2. In the Approach section, the Specific Aims are too dependent on each other. The “aims” are the research goals you will attempt to accomplish when you conduct the experiments you describe. Rule of thumb: Keep them as independent as possible.
“If the reviewer decides, ‘I’m not confident Aim 1 will work, so Aim 2 and Aim 3 are dead,’ you have a tough criticism to overcome,” says Spearman.
If you have aims that depend on each other, you are better off placing them all under a single subheading. Spearman cites the following as a good example from a successful grant application: “We realize that Aim 2 is an ambitious aim with multiple components. We have elected to present these experiments within a single overarching aim, rather than create two separate aims, because the biochemical and microscopic techniques are designed to be complementary in reaching the same goal.”
Result: If the reviewer doesn’t think this aim will work, you still have other bites at the apple in other aims. Each aim stands alone, even if they have multiple parts.
3. The PI fails to clearly state what’s significant. “You want to go directly to what you are going to achieve that’s different,” says Spearman.
Cautionary example: “HIV is a retrovirus that has caused a worldwide epidemic of AIDS. More than 33 million people are affected with HIV globally. As a retrovirus, HIV integrates into the host chromosome. Anti-virals are not without complications; resistance to current drugs occurs frequently.”
As Spearman says, “That’s not good enough. This is basic and correct information, but it doesn’t say what you plan to do or what’s significant about your proposal.”
Better: Include a clear statement that follows the above, such as,“This proposal is designed to discover more about anti-viral drugs and see what can be done to reduce resistance.”
4. The PI assumes the innovation is understood through his description of the experiments. “Don’t make the reviewer guess what the innovation is,” says Spearman. Keep in mind that the NIH reviewer may not be an expert in your discipline.
Suggestion: Mark the Innovation section clearly, and keep it short — one or two paragraphs should be enough. Some ideas that might be innovative: Novel equipment, novel uses for the equipment, and new ways to collect or analyze data. Focus on why this approach is better than past approaches. And don’t be afraid to use words like “novel” and “innovative,” Spearman says.
For example, Spearman says you can start your section: “Experiments outlined in this application will employ a novel approach to generate broad-based immune responses to HIV. In this study, we’ll employ innovative B-Cell stimulation methods …”

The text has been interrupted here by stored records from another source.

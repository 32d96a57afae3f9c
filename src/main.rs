use anyhow::Result;
use clap::{Parser, Subcommand};

mod cli;

use cli::compare::CompareCommand;
use cli::interactive::InteractiveCommand;
use cli::single::SingleCommand;
use cli::OutputOptions;

#[derive(Parser)]
#[command(name = "hexalign")]
#[command(about = "Show numbers as hex digits in indexed columns and highlight the columns where they agree", long_about = None)]
struct Cli {
    #[command(flatten)]
    output: OutputOptions,

    #[arg(short, long, global = true, help = "Enable debug logging")]
    verbose: bool,

    #[command(subcommand)]
    command: Option<Commands>,
}

#[derive(Subcommand)]
enum Commands {
    /// Prompt for a mode and numbers (default)
    Interactive(InteractiveCommand),
    /// Show one number in indexed columns
    Single(SingleCommand),
    /// Compare numbers column by column
    Compare(CompareCommand),
}

fn main() -> Result<()> {
    let cli = Cli::parse();

    let default_filter = if cli.verbose { "debug" } else { "warn" };
    env_logger::Builder::from_env(env_logger::Env::default().default_filter_or(default_filter))
        .init();

    let renderer = cli.output.renderer();

    match cli.command {
        None => InteractiveCommand::default().execute(&renderer),
        Some(Commands::Interactive(cmd)) => cmd.execute(&renderer),
        Some(Commands::Single(cmd)) => cmd.execute(&renderer),
        Some(Commands::Compare(cmd)) => cmd.execute(&renderer),
    }
}
use anyhow::Result;
use clap::Args;
use log::info;

use hexalign::session::Mode;
use hexalign::{Table, TableRenderer};

use super::{report_failure, write_stdout};

#[derive(Args)]
pub struct CompareCommand {
    #[arg(help = "Numbers to compare: decimal, 0x-prefixed hex, or bare hex digits")]
    pub numbers: Vec<String>,
}

impl CompareCommand {
    pub fn execute(self, renderer: &TableRenderer) -> Result<()> {
        info!("Comparing {} number(s)", self.numbers.len());

        match Table::compare_lines(&self.numbers) {
            Ok(table) => {
                write_stdout(&renderer.render(&table)?)
            }
            Err(err) => report_failure(Mode::Multiple, err),
        }
    }
}
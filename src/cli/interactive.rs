use anyhow::Result;
use clap::Args;
use std::io;

use hexalign::session::Session;
use hexalign::TableRenderer;

#[derive(Args, Default)]
pub struct InteractiveCommand {}

impl InteractiveCommand {
    pub fn execute(self, renderer: &TableRenderer) -> Result<()> {
        let stdin = io::stdin();
        let stdout = io::stdout();
        let mut session = Session::new(stdin.lock(), stdout.lock(), renderer.clone());
        session.run()?;
        Ok(())
    }
}
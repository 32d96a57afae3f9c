//! Formatting of hex digit strings into indexed columns.
//!
//! [`table`] builds structured rows (cells plus highlight flags) and
//! [`render`] turns them into terminal text or JSON.

pub mod render;
pub mod table;

pub use render::{Highlight, RenderStyle, TableFormat, TableRenderer};
pub use table::{alignment_width, column_agreement, Cell, Row, RowKind, Table};
use anyhow::Result;
use clap::Args;

use hexalign::session::Mode;
use hexalign::{parse_token, Table, TableRenderer};

use super::{report_failure, write_stdout};

#[derive(Args)]
pub struct SingleCommand {
    #[arg(help = "Number to show: decimal, 0x-prefixed hex, or bare hex digits")]
    pub number: String,
}

impl SingleCommand {
    pub fn execute(self, renderer: &TableRenderer) -> Result<()> {
        match parse_token(&self.number) {
            Ok(digits) => {
                write_stdout(&renderer.render(&Table::single(&digits))?)
            }
            Err(err) => report_failure(Mode::Single, err),
        }
    }
}
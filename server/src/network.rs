//! UDP ingress translating wire packets into world events

use crate::world::WorldHandle;
use bincode::{deserialize, serialize};
use log::{error, info, warn};
use shared::{Client, ClientMessageEvent, Packet};
use std::net::SocketAddr;
use std::time::Duration;
use tokio::net::UdpSocket;

/// Receives datagrams, decodes them, and submits the corresponding events on
/// the world handle. Connects are acknowledged; everything else is one-way.
pub struct Ingress {
    socket: UdpSocket,
    handle: WorldHandle,
}

impl Ingress {
    pub async fn bind(addr: &str, handle: WorldHandle) -> std::io::Result<Self> {
        let socket = UdpSocket::bind(addr).await?;
        info!("ingress listening on {}", socket.local_addr()?);
        Ok(Ingress { socket, handle })
    }

    pub fn local_addr(&self) -> std::io::Result<SocketAddr> {
        self.socket.local_addr()
    }

    /// Receive loop; runs until the task is dropped.
    pub async fn run(self) {
        let mut buffer = [0u8; 2048];

        loop {
            match self.socket.recv_from(&mut buffer).await {
                Ok((len, addr)) => self.handle_datagram(&buffer[0..len], addr).await,
                Err(e) => {
                    error!("error receiving datagram: {}", e);
                    tokio::time::sleep(Duration::from_millis(10)).await;
                }
            }
        }
    }

    async fn handle_datagram(&self, data: &[u8], addr: SocketAddr) {
        let packet = match deserialize::<Packet>(data) {
            Ok(packet) => packet,
            Err(_) => {
                warn!("failed to deserialize packet from {}", addr);
                return;
            }
        };

        match packet {
            Packet::Connect { id, lat, long } => {
                info!(
                    "client {} connecting from {} at ({:.3}, {:.3})",
                    id, addr, lat, long
                );
                self.handle.submit_connect(Client::new(id.clone(), lat, long));
                self.ack_connect(id, addr).await;
            }
            Packet::Disconnect { id } => {
                self.handle.submit_disconnect(id);
            }
            Packet::Message {
                id,
                topic,
                message_id,
                message,
            } => {
                self.handle.submit_message(ClientMessageEvent {
                    client_id: id,
                    topic,
                    message_id,
                    message,
                });
            }
            Packet::Connected { .. } => {
                warn!("ignoring server-to-client packet from {}", addr);
            }
        }
    }

    async fn ack_connect(&self, id: String, addr: SocketAddr) {
        match serialize(&Packet::Connected { id }) {
            Ok(data) => {
                if let Err(e) = self.socket.send_to(&data, addr).await {
                    error!("failed to ack connect to {}: {}", addr, e);
                }
            }
            Err(e) => error!("failed to serialize connect ack: {}", e),
        }
    }
}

5. The Approach section’s level of detail is either too general or too specific. Spearman admits getting the right level of detail is difficult, and lays out an example of each:
Too general: “Macaques will be immunized with a cocktail of VLPs together with synthetic GM-CSF. At appropriate time points, assays of immune function will be performed to assess the resulting immune response. We will perform both B and T cell assays. Macaques will be challenged after SIV with three doses of immunogen, and the inhibition of viral replication resulting from vaccination analyzed.”
What’s wrong with it: “You need to lay out exactly what assays you’re doing and what you’re really looking for in terms of immune-response and the exact time points,” says Spearman.
Too specific: “Vaccine will be prepared by mixing a 0.5 ml aliquot of VLP from each of the clade B isolates in Tris-buffered saline (TBS, 01M NaCl, 10 mM Tris-Cl) and sterile filter-ing the end product. Vaccine will be stored at -80 degrees in the veterinary pharmacy, with bar coding to link to the pharmacy system.”
What’s wrong with it: Reviewers don’t need to know about your storage plans and the bar-coding link.
Better: Explain the experiments briefly and what you hope to achieve, but don’t give a step-by-step explanation of all the specifications.